MPEG LA Announces Proposed HEVC Licensing Terms - protomyth
http://www.streamingmedia.com/Articles/ReadArticle.aspx?ArticleID=94308
======
cjensen
For those who don't speak codec, HEVC[1] is the coming successor to H.264. If
the license terms are reasonable, one would expect web video to move to HEVC
in the future. There's been a lot of brouhaha about H.264 in Firefox, Chrome,
and Wikipedia, so expect more of the same for HEVC.

[1]
[http://en.wikipedia.org/wiki/High_Efficiency_Video_Coding](http://en.wikipedia.org/wiki/High_Efficiency_Video_Coding)

------
ksec
I think this is great.
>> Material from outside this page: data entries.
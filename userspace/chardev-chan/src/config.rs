// Copyright 2026 Open Nexus OS Contributors
// SPDX-License-Identifier: Apache-2.0

//! Channel configuration, loadable from TOML.
//!
//! ```toml
//! capacity = 64
//! layout = "ring"
//! read_policy = "stream"
//! sync = "poll-queue"
//! blocking = true
//! timeout_ms = 250
//! ```

use std::path::Path;
use std::time::Duration;

use chan_sync::Wake;
use serde::{Deserialize, Serialize};

/// Default wait budget for blocking operations, in milliseconds.
pub const DEFAULT_TIMEOUT_MS: u64 = 1000;
pub const DEFAULT_CAPACITY: usize = 1024;
pub const DEFAULT_MAX_CAPACITY: usize = 1 << 20;

/// Cursor behaviour of the backing storage.
#[derive(Clone, Copy, Debug, Default, PartialEq, Eq, Serialize, Deserialize)]
#[serde(rename_all = "kebab-case")]
pub enum Layout {
    /// Absolute cursors; space freed by reads is reclaimed only once the buffer drains.
    #[default]
    Linear,
    /// Wrap-around cursors modulo capacity.
    Ring,
}

/// What a successful read does to the bytes it did not return.
#[derive(Clone, Copy, Debug, Default, PartialEq, Eq, Serialize, Deserialize)]
#[serde(rename_all = "kebab-case")]
pub enum ReadPolicy {
    /// Any successful read discards everything buffered (message semantics).
    #[default]
    ClearOnRead,
    /// Reads consume only what they return.
    Stream,
}

/// Append behaviour when the data does not fit.
#[derive(Clone, Copy, Debug, Default, PartialEq, Eq, Serialize, Deserialize)]
#[serde(rename_all = "kebab-case")]
pub enum OverflowPolicy {
    /// Short write up to the free space; `Full` when there is none.
    #[default]
    Reject,
    /// Replace the contents with the first `capacity` bytes and report the whole
    /// request as written.
    Truncate,
    /// Replace the contents, growing storage when the request exceeds capacity.
    Reallocate,
}

/// Result of a non-blocking read on an empty channel.
#[derive(Clone, Copy, Debug, Default, PartialEq, Eq, Serialize, Deserialize)]
#[serde(rename_all = "kebab-case")]
pub enum EmptyRead {
    /// Zero bytes, not an error.
    #[default]
    ZeroBytes,
    /// `ChannelError::Empty`.
    Error,
}

/// Admission policy for [`Channel::open`](crate::Channel::open).
#[derive(Clone, Copy, Debug, Default, PartialEq, Eq, Serialize, Deserialize)]
#[serde(rename_all = "kebab-case")]
pub enum SessionPolicy {
    #[default]
    Shared,
    /// At most one open session; further opens fail with `Busy`.
    Exclusive,
}

/// Data lifetime relative to sessions.
#[derive(Clone, Copy, Debug, Default, PartialEq, Eq, Serialize, Deserialize)]
#[serde(rename_all = "kebab-case")]
pub enum ReleasePolicy {
    /// Buffered data survives session close.
    #[default]
    Persist,
    /// Closing a session empties the channel.
    Clear,
}

/// Concurrency discipline guarding the buffer.
#[derive(Clone, Copy, Debug, Default, PartialEq, Eq, Serialize, Deserialize)]
#[serde(rename_all = "kebab-case")]
pub enum SyncMode {
    /// No waiting exclusion; overlapping access is refused with `Busy`.
    None,
    #[default]
    Mutex,
    /// Binary semaphore with timed, interruptible acquire.
    Semaphore,
    /// Mutex plus completions for data and space.
    Completion,
    /// Busy-wait lock; callers are never suspended.
    Spinlock,
    /// Mutex plus readiness flag and broadcast wait queue.
    PollQueue,
}

impl SyncMode {
    /// Whether callers can be suspended until data or room appears.
    pub const fn supports_blocking(self) -> bool {
        matches!(self, Self::Completion | Self::PollQueue)
    }

    /// Wake-up policy the mode uses unless configured otherwise.
    pub const fn default_wake(self) -> WakePolicy {
        match self {
            Self::PollQueue => WakePolicy::All,
            _ => WakePolicy::One,
        }
    }
}

#[derive(Clone, Copy, Debug, PartialEq, Eq, Serialize, Deserialize)]
#[serde(rename_all = "kebab-case")]
pub enum WakePolicy {
    One,
    All,
}

impl From<WakePolicy> for Wake {
    fn from(policy: WakePolicy) -> Self {
        match policy {
            WakePolicy::One => Wake::One,
            WakePolicy::All => Wake::All,
        }
    }
}

/// Errors produced while loading or validating configuration.
#[derive(Debug, thiserror::Error)]
pub enum ConfigError {
    #[error("config io: {0}")]
    Io(#[from] std::io::Error),
    #[error("config parse: {0}")]
    Parse(#[from] toml::de::Error),
    #[error("config encode: {0}")]
    Encode(#[from] toml::ser::Error),
    #[error("invalid config: {0}")]
    Invalid(&'static str),
}

/// Full channel configuration. Every key is optional in TOML.
#[derive(Clone, Debug, PartialEq, Eq, Serialize, Deserialize)]
#[serde(default, deny_unknown_fields)]
pub struct ChannelConfig {
    pub capacity: usize,
    pub max_capacity: usize,
    pub layout: Layout,
    pub read_policy: ReadPolicy,
    pub overflow: OverflowPolicy,
    pub empty_read: EmptyRead,
    pub session: SessionPolicy,
    pub release: ReleasePolicy,
    pub sync: SyncMode,
    #[serde(skip_serializing_if = "Option::is_none")]
    pub wake: Option<WakePolicy>,
    pub blocking: bool,
    pub timeout_ms: u64,
    pub notify: bool,
    /// Largest single write accepted; 0 disables the check.
    pub quota: usize,
}

impl Default for ChannelConfig {
    fn default() -> Self {
        Self {
            capacity: DEFAULT_CAPACITY,
            max_capacity: DEFAULT_MAX_CAPACITY,
            layout: Layout::default(),
            read_policy: ReadPolicy::default(),
            overflow: OverflowPolicy::default(),
            empty_read: EmptyRead::default(),
            session: SessionPolicy::default(),
            release: ReleasePolicy::default(),
            sync: SyncMode::default(),
            wake: None,
            blocking: false,
            timeout_ms: DEFAULT_TIMEOUT_MS,
            notify: true,
            quota: 0,
        }
    }
}

impl ChannelConfig {
    pub fn new(capacity: usize) -> Self {
        Self { capacity, ..Self::default() }
    }

    pub fn with_sync(mut self, sync: SyncMode) -> Self {
        self.sync = sync;
        self
    }

    pub fn with_session(mut self, session: SessionPolicy) -> Self {
        self.session = session;
        self
    }

    pub fn with_layout(mut self, layout: Layout) -> Self {
        self.layout = layout;
        self
    }

    pub fn with_read_policy(mut self, policy: ReadPolicy) -> Self {
        self.read_policy = policy;
        self
    }

    pub fn with_overflow(mut self, policy: OverflowPolicy) -> Self {
        self.overflow = policy;
        self
    }

    pub fn with_empty_read(mut self, policy: EmptyRead) -> Self {
        self.empty_read = policy;
        self
    }

    pub fn with_release(mut self, policy: ReleasePolicy) -> Self {
        self.release = policy;
        self
    }

    pub fn with_wake(mut self, wake: WakePolicy) -> Self {
        self.wake = Some(wake);
        self
    }

    pub fn with_max_capacity(mut self, max_capacity: usize) -> Self {
        self.max_capacity = max_capacity;
        self
    }

    pub fn with_quota(mut self, quota: usize) -> Self {
        self.quota = quota;
        self
    }

    pub fn with_timeout(mut self, timeout: Duration) -> Self {
        self.timeout_ms = u64::try_from(timeout.as_millis()).unwrap_or(u64::MAX);
        self
    }

    pub fn blocking(mut self, blocking: bool) -> Self {
        self.blocking = blocking;
        self
    }

    pub fn notify(mut self, notify: bool) -> Self {
        self.notify = notify;
        self
    }

    pub fn timeout(&self) -> Duration {
        Duration::from_millis(self.timeout_ms)
    }

    /// Effective wake policy: the configured one, else the sync mode's default.
    pub fn wake_policy(&self) -> WakePolicy {
        self.wake.unwrap_or_else(|| self.sync.default_wake())
    }

    pub fn validate(&self) -> Result<(), ConfigError> {
        if self.capacity == 0 {
            return Err(ConfigError::Invalid("capacity must be at least 1"));
        }
        if self.capacity > self.max_capacity {
            return Err(ConfigError::Invalid("capacity exceeds max_capacity"));
        }
        if self.quota > self.max_capacity {
            return Err(ConfigError::Invalid("quota exceeds max_capacity"));
        }
        if self.blocking && !self.sync.supports_blocking() {
            return Err(ConfigError::Invalid("blocking requires sync = completion or poll-queue"));
        }
        if self.blocking && self.timeout_ms == 0 {
            return Err(ConfigError::Invalid("blocking channels need a non-zero timeout_ms"));
        }
        // Readers, writers and watchers share one queue there.
        if self.sync == SyncMode::PollQueue && self.wake_policy() == WakePolicy::One {
            return Err(ConfigError::Invalid("sync = poll-queue only supports wake = all"));
        }
        Ok(())
    }

    /// Parses and validates a TOML document.
    pub fn from_toml_str(text: &str) -> Result<Self, ConfigError> {
        let config: Self = toml::from_str(text)?;
        config.validate()?;
        Ok(config)
    }

    pub fn load(path: impl AsRef<Path>) -> Result<Self, ConfigError> {
        let text = std::fs::read_to_string(path)?;
        Self::from_toml_str(&text)
    }

    pub fn to_toml_string(&self) -> Result<String, ConfigError> {
        Ok(toml::to_string_pretty(self)?)
    }
}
The Companies that ship loads of SoC, are Apple,
Samsung, MediaTek and many others. All these have huge volume thanks to Tablet
Market and Mobile Phone. The prices per SoC will be tiny in the grand scheme
of final pricing. This means everyone can produce HEVC content and distribute
it. And by the time HEVC is matured enough, ( 3 - 4 years time ), Most Mobile
would have it supported.

I hope this also mean the Still Picture format from HEVC is also included as
well. Which means we can finally get rid of Jpeg.